We’ve already predicted that 2021 will be a year of tremendous digital transformation for African companies. Unfortunately, this also means a rise in online risk and cybercrime.
Today, we’re going to take a look at a particularly effective fraud prevention method: device fingerprinting, to see how African startups, financial institutions and online stores could use it to reduce their fraud rates.
Understanding Device Fingerprinting
Anyone who accesses the web needs to do it with an Internet connection and device. There is a ton of data associated with the configuration of software and hardware you use.
In fraud prevention, the more information you have about a user, the better. The goal of device fingerprinting is therefore to extract as much information as possible from a connection, without slowing down the user journey.
Detecting Suspicious Behaviour
Fraudsters attack websites for a number of reasons, but the techniques always follow the same method. They can’t just try multiple passwords from the same device, otherwise, their IP gets blacklisted.

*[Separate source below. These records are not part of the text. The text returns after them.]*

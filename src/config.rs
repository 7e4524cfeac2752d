use std::env;
use thiserror::Error;

const GEMINI_API_BASE: &str = "https://generativelanguage.googleapis.com/v1beta/models";

#[derive(Error, Debug)]
pub enum ConfigError {
    #[error("{0} must be set")]
    MissingVar(&'static str),
    #[error("invalid value for {0}")]
    InvalidVar(&'static str),
}

#[derive(Debug, Clone)]
pub struct GeminiConfig {
    pub api_key: String,
    pub generate_url: String,
    pub embed_url: String,
    pub embed_model: String,
}

#[derive(Debug, Clone)]
pub struct JwtConfig {
    pub secret: String,
    pub expire_days: i64,
}

#[derive(Debug, Clone)]
pub struct Config {
    pub gemini: GeminiConfig,
    pub jwt: JwtConfig,
    pub upload_dir: String,
    pub admin_password: String,
}

impl Config {
    pub fn from_env() -> Result<Self, ConfigError> {
        let api_key =
            env::var("GEMINI_API_KEY").map_err(|_| ConfigError::MissingVar("GEMINI_API_KEY"))?;

        let model = env::var("GEMINI_MODEL").unwrap_or_else(|_| "gemini-2.0-flash".to_string());
        let embed_model =
            env::var("GEMINI_EMBED_MODEL").unwrap_or_else(|_| "embedding-001".to_string());

        let secret = env::var("JWT_SECRET").map_err(|_| ConfigError::MissingVar("JWT_SECRET"))?;
        let expire_days = match env::var("JWT_EXPIRE_DAYS") {
            Ok(raw) => raw
                .parse()
                .map_err(|_| ConfigError::InvalidVar("JWT_EXPIRE_DAYS"))?,
            Err(_) => 7,
        };

        let upload_dir = env::var("UPLOAD_DIR").unwrap_or_else(|_| "data/uploads".to_string());
        let admin_password =
            env::var("ADMIN_PASSWORD").unwrap_or_else(|_| "AdminPassword123!".to_string());

        Ok(Self {
            gemini: GeminiConfig {
                api_key,
                generate_url: format!("{}/{}:generateContent", GEMINI_API_BASE, model),
                embed_url: format!("{}/{}:embedContent", GEMINI_API_BASE, embed_model),
                embed_model,
            },
            jwt: JwtConfig {
                secret,
                expire_days,
            },
            upload_dir,
            admin_password,
        })
    }
}
/// Strict instruction header: the model must answer only from the supplied
/// documents and label its reply with `answer:` / `sourceDocument:` lines.
pub const SYSTEM_INSTRUCTION: &str = "You are a helpful assistant for document search.
Your primary goal is to answer questions *ONLY* based on the 'Document Content:' provided below.
If you cannot find the answer *strictly* within the provided documents, you MUST respond with: 'answer: I cannot find the answer to your question in the provided documents. Please try rephrasing or upload more relevant documents.'
DO NOT use any outside knowledge or general information.
If your answer is directly derived from the content within the 'Document Content:' sections, provide a concise answer. After the answer, include a 'sourceDocument:' field with the exact 'Document Name:' from which the information was found.
If the question is a greeting or a general conversational query (e.g., 'How are you?'), and no documents are provided or relevant, then do NOT include the 'sourceDocument:' field, and provide a general, conversational answer.
Always format your response with 'answer:' on its own line.

Example for document-based answer:
answer: The capital of France is Paris.
sourceDocument: geography_faq.txt

Example for general answer/greeting (only if no documents are provided or question is not document-related):
answer: Hello! How can I assist you today?

Here are the documents for your reference:
";

pub const NO_DOCUMENTS_NOTICE: &str = "No specific documents are provided for this query.";

const DOCUMENT_SEPARATOR: &str = "\n---END_DOCUMENT---\n";
const DOCUMENTS_TERMINATOR: &str = "---END_OF_ALL_DOCUMENTS---";

/// Assemble the full prompt: instruction header, then each qualifying document
/// as a labeled block, then the user's question. With no documents the fixed
/// notice stands in for the blocks.
pub fn build_prompt(documents: &[(String, String)], question: &str) -> String {
    let mut prompt = String::from(SYSTEM_INSTRUCTION);

    if documents.is_empty() {
        prompt.push('\n');
        prompt.push_str(NO_DOCUMENTS_NOTICE);
        prompt.push_str("\n\n");
    } else {
        let blocks: Vec<String> = documents
            .iter()
            .map(|(name, text)| format!("Document Name: {}\nDocument Content:\n{}", name, text))
            .collect();
        prompt.push('\n');
        prompt.push_str(&blocks.join(DOCUMENT_SEPARATOR));
        prompt.push('\n');
        prompt.push_str(DOCUMENTS_TERMINATOR);
        prompt.push_str("\n\n");
    }

    prompt.push_str(&format!("User Question: {}", question));
    prompt
}

#[cfg(test)]
mod tests {
    use super::*;

    #[test]
    fn empty_document_set_uses_notice() {
        let prompt = build_prompt(&[], "What is up?");
        assert!(prompt.contains(NO_DOCUMENTS_NOTICE));
        assert!(!prompt.contains("Document Name:"));
        assert!(prompt.ends_with("User Question: What is up?"));
    }

    #[test]
    fn documents_render_as_labeled_blocks() {
        let docs = vec![
            ("a.txt".to_string(), "alpha".to_string()),
            ("b.pdf".to_string(), "beta".to_string()),
        ];
        let prompt = build_prompt(&docs, "Which letter?");

        assert!(prompt.starts_with(SYSTEM_INSTRUCTION));
        assert!(prompt.contains("Document Name: a.txt\nDocument Content:\nalpha"));
        assert!(prompt.contains("Document Name: b.pdf\nDocument Content:\nbeta"));
        assert!(prompt.contains(DOCUMENT_SEPARATOR));
        assert!(prompt.contains(DOCUMENTS_TERMINATOR));
        assert!(!prompt.contains(NO_DOCUMENTS_NOTICE));
        assert!(prompt.ends_with("User Question: Which letter?"));
    }

    #[test]
    fn single_document_has_no_separator() {
        let docs = vec![("only.txt".to_string(), "solo".to_string())];
        let prompt = build_prompt(&docs, "q");
        assert!(!prompt.contains(DOCUMENT_SEPARATOR));
        assert!(prompt.contains(DOCUMENTS_TERMINATOR));
    }
}
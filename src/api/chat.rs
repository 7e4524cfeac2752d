use axum::{extract::State, Json};
use log::debug;
use serde::{Deserialize, Serialize};
use validator::Validate;

use super::{ApiError, ApiMessage, AppState, AuthUser};
use crate::database::models::ChatEntry;
use crate::llm::{build_prompt, rank_by_similarity};

#[derive(Deserialize, Validate)]
pub struct QuestionRequest {
    #[validate(length(min = 1, max = 4000))]
    query: String,
}

#[derive(Serialize)]
#[serde(rename_all = "camelCase")]
pub struct AskResponse {
    response: String,
    source_document: String,
}

/// Embed the question, rank stored documents by cosine similarity, prompt the
/// model with the winners, and append the exchange to the caller's history.
pub async fn ask(
    State(state): State<AppState>,
    AuthUser(claims): AuthUser,
    Json(request): Json<QuestionRequest>,
) -> Result<Json<AskResponse>, ApiError> {
    request
        .validate()
        .map_err(|e| ApiError::Validation(e.to_string()))?;

    let question = request.query.trim();
    if question.is_empty() {
        return Err(ApiError::Validation("Question cannot be empty.".to_string()));
    }

    let query_embedding = state.model.embed(question).await?;

    let documents = state.db.documents_with_embeddings().await?;
    let candidates: Vec<((String, String), Vec<f32>)> = documents
        .into_iter()
        .map(|d| ((d.file_name, d.raw_text), d.embedding))
        .collect();

    let ranked = rank_by_similarity(&query_embedding, candidates)?;
    for r in &ranked {
        debug!("relevant document '{}' (similarity {:.4})", r.item.0, r.similarity);
    }

    let source_document = if ranked.is_empty() {
        "None".to_string()
    } else {
        ranked
            .iter()
            .map(|r| r.item.0.as_str())
            .collect::<Vec<_>>()
            .join(", ")
    };

    let context: Vec<(String, String)> = ranked.into_iter().map(|r| r.item).collect();
    let prompt = build_prompt(&context, question);

    let reply = state.model.ask(&prompt).await?;

    state
        .db
        .insert_chat_entry(
            claims.sub.clone(),
            question.to_string(),
            reply.answer.clone(),
            source_document.clone(),
        )
        .await?;

    Ok(Json(AskResponse {
        response: reply.answer,
        source_document,
    }))
}

pub async fn history(
    State(state): State<AppState>,
    AuthUser(claims): AuthUser,
) -> Result<Json<Vec<ChatEntry>>, ApiError> {
    Ok(Json(state.db.chat_history(&claims.sub).await?))
}

pub async fn clear(
    State(state): State<AppState>,
    AuthUser(claims): AuthUser,
) -> Result<Json<ApiMessage>, ApiError> {
    if !claims.is_admin() {
        return Err(ApiError::Forbidden(
            "You do not have permission to clear chat history.".to_string(),
        ));
    }

    state.db.clear_chat_history().await?;

    Ok(Json(ApiMessage {
        message: "Chat history cleared.".to_string(),
    }))
}
use axum::{
    extract::{Path, State},
    Json,
};
use serde::{Deserialize, Serialize};
use validator::Validate;

use super::{ApiError, ApiMessage, AppState, AuthUser};
use crate::database::models::UserDto;

#[derive(Deserialize, Validate)]
#[serde(rename_all = "camelCase")]
pub struct RegisterRequest {
    #[validate(length(min = 1, max = 100))]
    username: String,
    #[validate(length(min = 1, max = 128))]
    password: String,
    #[serde(default)]
    is_admin: bool,
}

#[derive(Deserialize)]
#[serde(rename_all = "camelCase")]
pub struct LoginRequest {
    username: String,
    password: String,
}

#[derive(Deserialize)]
#[serde(rename_all = "camelCase")]
pub struct UpdatePermissionsRequest {
    can_view_documents: bool,
    can_upload_documents: bool,
}

#[derive(Serialize)]
#[serde(rename_all = "camelCase")]
pub struct TokenResponse {
    token: String,
    message: String,
}

pub async fn register(
    State(state): State<AppState>,
    Json(request): Json<RegisterRequest>,
) -> Result<Json<TokenResponse>, ApiError> {
    request
        .validate()
        .map_err(|e| ApiError::Validation(e.to_string()))?;

    let token = state
        .auth
        .register(&request.username, &request.password, request.is_admin)
        .await?;

    Ok(Json(TokenResponse {
        token,
        message: "Registration successful.".to_string(),
    }))
}

pub async fn login(
    State(state): State<AppState>,
    Json(request): Json<LoginRequest>,
) -> Result<Json<TokenResponse>, ApiError> {
    let token = state.auth.login(&request.username, &request.password).await?;

    Ok(Json(TokenResponse {
        token,
        message: "Login successful.".to_string(),
    }))
}

pub async fn list_users(
    State(state): State<AppState>,
    AuthUser(claims): AuthUser,
) -> Result<Json<Vec<UserDto>>, ApiError> {
    if !claims.is_admin() {
        return Err(ApiError::Forbidden(
            "You do not have permission to manage users.".to_string(),
        ));
    }

    Ok(Json(state.auth.list_users().await?))
}

pub async fn update_permissions(
    State(state): State<AppState>,
    AuthUser(claims): AuthUser,
    Path(user_id): Path<String>,
    Json(request): Json<UpdatePermissionsRequest>,
) -> Result<Json<ApiMessage>, ApiError> {
    if !claims.is_admin() {
        return Err(ApiError::Forbidden(
            "You do not have permission to manage users.".to_string(),
        ));
    }

    let updated = state
        .auth
        .update_permissions(
            &user_id,
            request.can_view_documents,
            request.can_upload_documents,
        )
        .await?;

    if !updated {
        return Err(ApiError::NotFound("User not found.".to_string()));
    }

    Ok(Json(ApiMessage {
        message: "User permissions updated successfully.".to_string(),
    }))
}
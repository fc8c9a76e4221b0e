use axum::http::{header, StatusCode};
use axum::response::{IntoResponse, Response};
use rust_embed::Embed;

#[derive(Embed)]
#[folder = "assets/"]
struct Pages;

/// Serve an embedded page by file name.
pub fn page(name: &str) -> Response {
    match Pages::get(name) {
        Some(content) => {
            let mime = mime_guess::from_path(name).first_or_text_plain().to_string();
            (
                StatusCode::OK,
                [
                    (header::CONTENT_TYPE, mime),
                    (header::CACHE_CONTROL, "no-store".to_string()),
                ],
                content.data.to_vec(),
            )
                .into_response()
        }
        None => StatusCode::NOT_FOUND.into_response(),
    }
}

This is a list of the options they have:
- Clear their browser cache to remove cookies
- Change web browser (for example going from Google Chrome to Safari)
- Use the incognito or private mode on their browsers
When they’ve exhausted these solutions, they need to look at advanced tools such as:
- Virtual machines: designed to replicate the configurations of different devices every time you start the program
- Fraudulent tools: there is a whole cottage industry of tools designed especially for fraud, such as FraudFox r MultiLogin.
- Advanced emulators and browsers: more programs that can make it look like you are connecting to a website from a different computer or smartphone.
Luckily for companies, a good device fingerprinting solution will be able to tell when any of these attempts are in happening.
Collecting As Much Information As Possible
As previously mentioned, the ultimate goal is to collect as much genuine information about your users as possible. All the device data is a good place to start, and it’s even more powerful when you can combine it with IP addresses, and email or phone number data enrichment. This is particularly true in markets like Africa, where traditional credit data might be scarce.
But when it comes to device fingerprinting only, here’s what you can get:
- Information about the device screen size and resolution
- Which operating system is being used
- The time zone for the browser
- And much more…
The best device fingerprinting tools can give you up to 500 parameters.
Creating Risk Scores to Reduce Fraud
But what do you do when all that information has been collected? It’s time to feed it into a prevention engine, or to let a risk team look at it manually.
When it’s fed into a fraud prevention engine, you can automatically allow users who don’t raise suspicion and block the ones who appear to have bad intentions. With risk scores, it’s even easier to get a number that lets you rate how risky a user appears on your website.
The ultimate goal? To grow your business with complete peace of mind. Device fingerprinting is a great tool to reduce chargeback rates, block users with fake IDs and protect your users’ accounts.